Com o Loon, o Google diz que levará internet para áreas remotas ou devastadas usando balões equipados com antenas de radiofrequência, com velocidade comparável à do 3G, segundo a empresa.

No primeiro semestre do ano que vem, a iniciativa será testada na Amazônia. “Este projeto certamente contribuirá de forma significativa para ampliar o acesso à internet na área, extensa e onde é difícil chegar com tecnologias tradicionais”, disse em nota o ministro das Comunicações, Paulo Bernardo, após uma reunião com representante do Google, no mês passado.

Apesar de não divulgar o investimento na parceria com a empresa americana, o ministério diz que ela tem “custos razoáveis”.

O Loon –nome de uma espécie de ave marinha– está em fase de testes desde junho, na Nova Zelândia, onde cerca de 30 balões foram lançados; 50 moradores eram responsáveis por controlá-los.

“Soa como um pouco de ficção científica, mas tenho certeza de que o projeto vai se tornar realidade”, disse à agência Efe Sameera Ponda, engenheira do Google. “Levar internet a todos com balões é mais fácil e barato do que fazê-lo através de satélites.

Um análogo da ação do Google, mas que usa balões afixados ao solo (veja gráfico sobre o funcionamento do Loon na pág. F4), foi apresentado pelo INPE, do governo federal, no último dia 14, quando foi testado em Cachoeira Paulista (SP).

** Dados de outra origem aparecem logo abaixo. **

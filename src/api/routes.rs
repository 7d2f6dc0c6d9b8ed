use axum::{
    middleware,
    routing::{delete, get, post},
    Extension, Router,
};
use std::sync::Arc;
use tower_http::services::ServeDir;

use crate::api::{auth, handlers};
use crate::config::{AuthConfig, BatchConfig};
use crate::store::traits::ContainerStore;

pub fn create_router<S: ContainerStore + 'static>(
    auth_config: AuthConfig,
    batch_config: BatchConfig,
) -> Router<Arc<S>> {
    let protected = Router::new()
        // Project management
        .route("/projects", get(handlers::list_projects::<S>))
        .route("/projects/:project", delete(handlers::delete_project::<S>))
        // Batch mutation endpoint (the only write path)
        .route("/projects/:project/batch", post(handlers::run_batch::<S>))
        // Container reads
        .route(
            "/projects/:project/containers",
            get(handlers::list_containers::<S>),
        )
        .route(
            "/projects/:project/containers/:id",
            get(handlers::get_container::<S>),
        )
        .route(
            "/projects/:project/containers/:id/children",
            get(handlers::get_children::<S>),
        )
        .route(
            "/projects/:project/containers/:id/parents",
            get(handlers::get_parents::<S>),
        )
        // Exports
        .route(
            "/projects/:project/containers/:id/mermaid",
            get(handlers::get_mermaid::<S>),
        )
        .route_layer(middleware::from_fn_with_state(
            Arc::new(auth_config),
            auth::require_passcode,
        ))
        .layer(Extension(batch_config));

    Router::new()
        // Health check stays open for load balancer probes
        .route("/health", get(handlers::health_check))
        .merge(protected)
        // Bundled web UI, when present
        .nest_service("/ui", ServeDir::new("web"))
}
use anyhow::{Context, Result};
use parking_lot::RwLock;
use std::collections::HashMap;

use crate::model::{ContainerGraph, ProjectSnapshot};
use crate::store::traits::ContainerStore;

/// In-memory store keeping full project snapshots, for tests and for
/// running the server without a database. Goes through the same snapshot
/// encode/decode path as the PostgreSQL store so compression and hash
/// verification are exercised everywhere.
#[derive(Debug, Default)]
pub struct MemoryStore {
    snapshots: RwLock<HashMap<String, ProjectSnapshot>>,
}

impl MemoryStore {
    pub fn new() -> Self {
        Self::default()
    }
}

#[async_trait::async_trait]
impl ContainerStore for MemoryStore {
    async fn load_project(&self, name: &str) -> Result<Option<ContainerGraph>> {
        let snapshot = self.snapshots.read().get(name).cloned();
        let Some(snapshot) = snapshot else {
            return Ok(None);
        };
        let graph = snapshot
            .get_graph()
            .with_context(|| format!("Snapshot for project '{}' is unreadable", name))?;
        Ok(Some(graph))
    }

    async fn save_project(&self, name: &str, graph: &ContainerGraph) -> Result<()> {
        let snapshot = ProjectSnapshot::new(name, graph)?;
        self.snapshots.write().insert(name.to_string(), snapshot);
        Ok(())
    }

    async fn delete_project(&self, name: &str) -> Result<bool> {
        Ok(self.snapshots.write().remove(name).is_some())
    }

    async fn list_projects(&self) -> Result<Vec<String>> {
        let mut names: Vec<String> = self.snapshots.read().keys().cloned().collect();
        names.sort();
        Ok(names)
    }
}
use std::collections::HashMap;

use crate::logic::batch::{BatchError, BatchErrorKind};
use crate::logic::registry::PlaceholderRegistry;
use crate::model::{is_placeholder, Batch, Id, Instruction};

/// Substitute every placeholder occurrence in the batch with its registered
/// real identifier. Pure with respect to the registry and free of I/O; the
/// first token that is unregistered, or registered only by a later create
/// instruction, aborts the whole batch. Values outside the placeholder
/// namespace pass through unchanged, so rewriting an already-rewritten
/// batch is a no-op.
pub fn rewrite_batch(batch: &Batch, registry: &PlaceholderRegistry) -> Result<Batch, BatchError> {
    let instructions = batch
        .instructions
        .iter()
        .enumerate()
        .map(|(index, instruction)| {
            rewrite_instruction(instruction, registry, index)
                .map_err(|kind| BatchError::at(index, kind))
        })
        .collect::<Result<Vec<_>, _>>()?;

    Ok(Batch { instructions })
}

fn rewrite_instruction(
    instruction: &Instruction,
    registry: &PlaceholderRegistry,
    index: usize,
) -> Result<Instruction, BatchErrorKind> {
    let rewritten = match instruction {
        Instruction::Create {
            target,
            name,
            fields,
        } => Instruction::Create {
            target: rewrite_ref(target, registry, index)?,
            name: name.clone(),
            fields: rewrite_fields(fields, registry, index)?,
        },
        Instruction::AddChild {
            target,
            child,
            label,
        } => Instruction::AddChild {
            target: rewrite_ref(target, registry, index)?,
            child: rewrite_ref(child, registry, index)?,
            label: label
                .as_ref()
                .map(|value| rewrite_value(value, registry, index))
                .transpose()?,
        },
        Instruction::Modify {
            target,
            name,
            fields,
        } => Instruction::Modify {
            target: rewrite_ref(target, registry, index)?,
            name: name.clone(),
            fields: rewrite_fields(fields, registry, index)?,
        },
        Instruction::Relate {
            target,
            other,
            position,
        } => Instruction::Relate {
            target: rewrite_ref(target, registry, index)?,
            other: rewrite_ref(other, registry, index)?,
            position: rewrite_map(position, registry, index)?,
        },
        Instruction::Delete { target } => Instruction::Delete {
            target: rewrite_ref(target, registry, index)?,
        },
    };

    Ok(rewritten)
}

fn rewrite_ref(
    reference: &Id,
    registry: &PlaceholderRegistry,
    index: usize,
) -> Result<Id, BatchErrorKind> {
    if is_placeholder(reference) {
        registry.resolve_visible(reference, index)
    } else {
        Ok(reference.clone())
    }
}

fn rewrite_fields(
    fields: &HashMap<String, serde_json::Value>,
    registry: &PlaceholderRegistry,
    index: usize,
) -> Result<HashMap<String, serde_json::Value>, BatchErrorKind> {
    fields
        .iter()
        .map(|(key, value)| Ok((key.clone(), rewrite_value(value, registry, index)?)))
        .collect()
}

fn rewrite_map(
    map: &serde_json::Map<String, serde_json::Value>,
    registry: &PlaceholderRegistry,
    index: usize,
) -> Result<serde_json::Map<String, serde_json::Value>, BatchErrorKind> {
    map.iter()
        .map(|(key, value)| Ok((key.clone(), rewrite_value(value, registry, index)?)))
        .collect()
}

/// Recursive descent over a payload value: placeholder-shaped strings are
/// substituted wherever they appear, objects and arrays are walked to
/// arbitrary depth, everything else is cloned as-is.
fn rewrite_value(
    value: &serde_json::Value,
    registry: &PlaceholderRegistry,
    index: usize,
) -> Result<serde_json::Value, BatchErrorKind> {
    match value {
        serde_json::Value::String(s) if is_placeholder(s) => {
            Ok(serde_json::Value::String(registry.resolve_visible(s, index)?))
        }
        serde_json::Value::Array(items) => Ok(serde_json::Value::Array(
            items
                .iter()
                .map(|item| rewrite_value(item, registry, index))
                .collect::<Result<Vec<_>, _>>()?,
        )),
        serde_json::Value::Object(map) => {
            Ok(serde_json::Value::Object(rewrite_map(map, registry, index)?))
        }
        other => Ok(other.clone()),
    }
}
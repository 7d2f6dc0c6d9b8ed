pub mod auth;
pub mod handlers;
pub mod routes;

pub use handlers::*;
pub use routes::*;
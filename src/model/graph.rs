use crate::model::{Container, Id};
use itertools::Itertools;
use serde::{Deserialize, Serialize};
use std::collections::HashMap;

/// The in-memory working model: every container of one project keyed by its
/// real identifier. Built fresh per batch from the persisted snapshot and
/// only handed to the store after the whole batch succeeds.
#[derive(Debug, Clone, Default, PartialEq, Serialize, Deserialize)]
pub struct ContainerGraph {
    pub containers: HashMap<Id, Container>,
}

impl ContainerGraph {
    pub fn new() -> Self {
        Self::default()
    }

    pub fn len(&self) -> usize {
        self.containers.len()
    }

    pub fn is_empty(&self) -> bool {
        self.containers.is_empty()
    }

    pub fn contains(&self, id: &str) -> bool {
        self.containers.contains_key(id)
    }

    pub fn get(&self, id: &str) -> Option<&Container> {
        self.containers.get(id)
    }

    pub fn get_mut(&mut self, id: &str) -> Option<&mut Container> {
        self.containers.get_mut(id)
    }

    pub fn insert(&mut self, container: Container) {
        self.containers.insert(container.id.clone(), container);
    }

    /// Containers directly under the given parent, in child-link order.
    pub fn children_of(&self, id: &str) -> Vec<&Container> {
        let Some(parent) = self.containers.get(id) else {
            return Vec::new();
        };
        parent
            .children
            .iter()
            .filter_map(|link| self.containers.get(&link.child_id))
            .collect()
    }

    /// Containers holding a child link to the given id, deduplicated in case
    /// the same parent links it more than once.
    pub fn parents_of(&self, id: &str) -> Vec<&Container> {
        self.containers
            .values()
            .filter(|candidate| candidate.has_child(id))
            .unique_by(|parent| parent.id.clone())
            .collect()
    }

    /// Ids of containers that still point at `id` through a child link or a
    /// relation edge. Used for the dangling-edge policy check on delete.
    pub fn referrers_of(&self, id: &str) -> Vec<Id> {
        self.containers
            .values()
            .filter(|other| {
                other.id != id
                    && (other.has_child(id)
                        || other.relations.iter().any(|edge| edge.target_id == id))
            })
            .map(|other| other.id.clone())
            .sorted()
            .collect()
    }

    /// Remove a container and every edge pointing at it from elsewhere.
    /// Returns the removed container, if it existed.
    pub fn remove(&mut self, id: &str) -> Option<Container> {
        let removed = self.containers.remove(id)?;
        for other in self.containers.values_mut() {
            other.children.retain(|link| link.child_id != id);
            other.relations.retain(|edge| edge.target_id != id);
        }
        Some(removed)
    }
}
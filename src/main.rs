use axum::serve;
use container_db_rust::api::routes::create_router;
use container_db_rust::config::AppConfig;
use container_db_rust::store::PostgresStore;
use std::sync::Arc;
use tokio::net::TcpListener;

#[tokio::main]
async fn main() -> anyhow::Result<()> {
    // Load environment variables from .env file if it exists
    dotenvy::dotenv().ok();

    // Initialize logging with explicit filter to suppress sqlx debug logs
    use env_logger::Builder;
    use log::LevelFilter;

    Builder::new()
        .filter_level(LevelFilter::Info) // Default to Info for everything
        .filter_module("sqlx", LevelFilter::Warn) // Suppress sqlx Debug logs
        .init();

    println!("CONTAINER-DB: Concept Container Batch Server");

    // Load configuration
    let config = AppConfig::load()?;
    println!(
        "Configuration loaded: server={}:{}",
        config.server.host, config.server.port
    );
    if config.auth.passcode.is_none() {
        println!("Warning: no passcode configured, API is open");
    }

    println!("Connecting to PostgreSQL...");
    let database_url = config.database_url()?;
    let max_connections = config.database.max_connections.unwrap_or(20);
    let postgres_store = PostgresStore::with_max_connections(&database_url, max_connections).await?;

    println!("Running database migrations...");
    postgres_store.migrate().await?;
    println!("Database ready");

    let store = Arc::new(postgres_store);

    let app = create_router(config.auth.clone(), config.batch.clone()).with_state(store);
    run_server(app, &config).await?;

    Ok(())
}

async fn run_server(app: axum::Router, config: &AppConfig) -> anyhow::Result<()> {
    let bind_address = config.server_address();
    let listener = TcpListener::bind(&bind_address).await?;
    println!("CONTAINER-DB server running on http://{}", bind_address);

    serve(listener, app).await?;

    Ok(())
}
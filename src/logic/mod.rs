pub mod batch;
pub mod execute;
pub mod export;
pub mod registry;
pub mod rewrite;

pub use batch::{BatchCoordinator, BatchError, BatchErrorKind};
pub use execute::{DanglingEdgePolicy, Executor};
pub use export::{export_mermaid, MermaidExporter};
pub use registry::PlaceholderRegistry;
pub use rewrite::rewrite_batch;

Na semana passada, o Google anunciou outra ação: o Projeto Link, cujo objetivo é instalar fibra ótica em Kampala, capital de Uganda, país africano que tem apenas 14,7% da população conectada à internet, segundo a UIT.

Internet.org

Liderado pelo Facebook e anunciado em agosto, o Internet.org tem como meta conectar todo o planeta, em especial pelo barateamento da conectividade móvel e de smartphones –entre os parceiros estão Ericsson, Nokia, Samsung e Qualcomm.

Os membros da iniciativa desenvolveram tecnologia de difusão de dados capaz de incrementar em dez vezes a capacidade das redes atuais, disse Mark Zuckerberg. “Isso abaixaria o custo das conexões dramaticamente”, disse.

Tornar o uso dessas redes mais eficiente –reduzindo a quantidade de dados que são transmitidos– e empregar faixas de radiofrequência hoje ociosas também ajudaria nesse sentido, diz o grupo.

O foco em dispositivos móveis acelera a inclusão digital, mas pode ser insuficiente para usos como educação à distância, diz um dos coordenadores do CGI (Comitê Gestor da Internet), Alexandre Fernandes Barbosa.

“Como você desenvolve uma aplicação empresarial ou educacional, por exemplo, para um smartphone? Não é a mesma coisa [que um PC].”

A Cisco diz que, neste ano, o número de dispositivos móveis conectados passará o de habitantes no mundo. Segundo a consultoria IDC, modelos baratos têm obtido sucesso nos mercados de massa, como África e Ásia, e é este tipo de venda que vai levar o segmento para a frente.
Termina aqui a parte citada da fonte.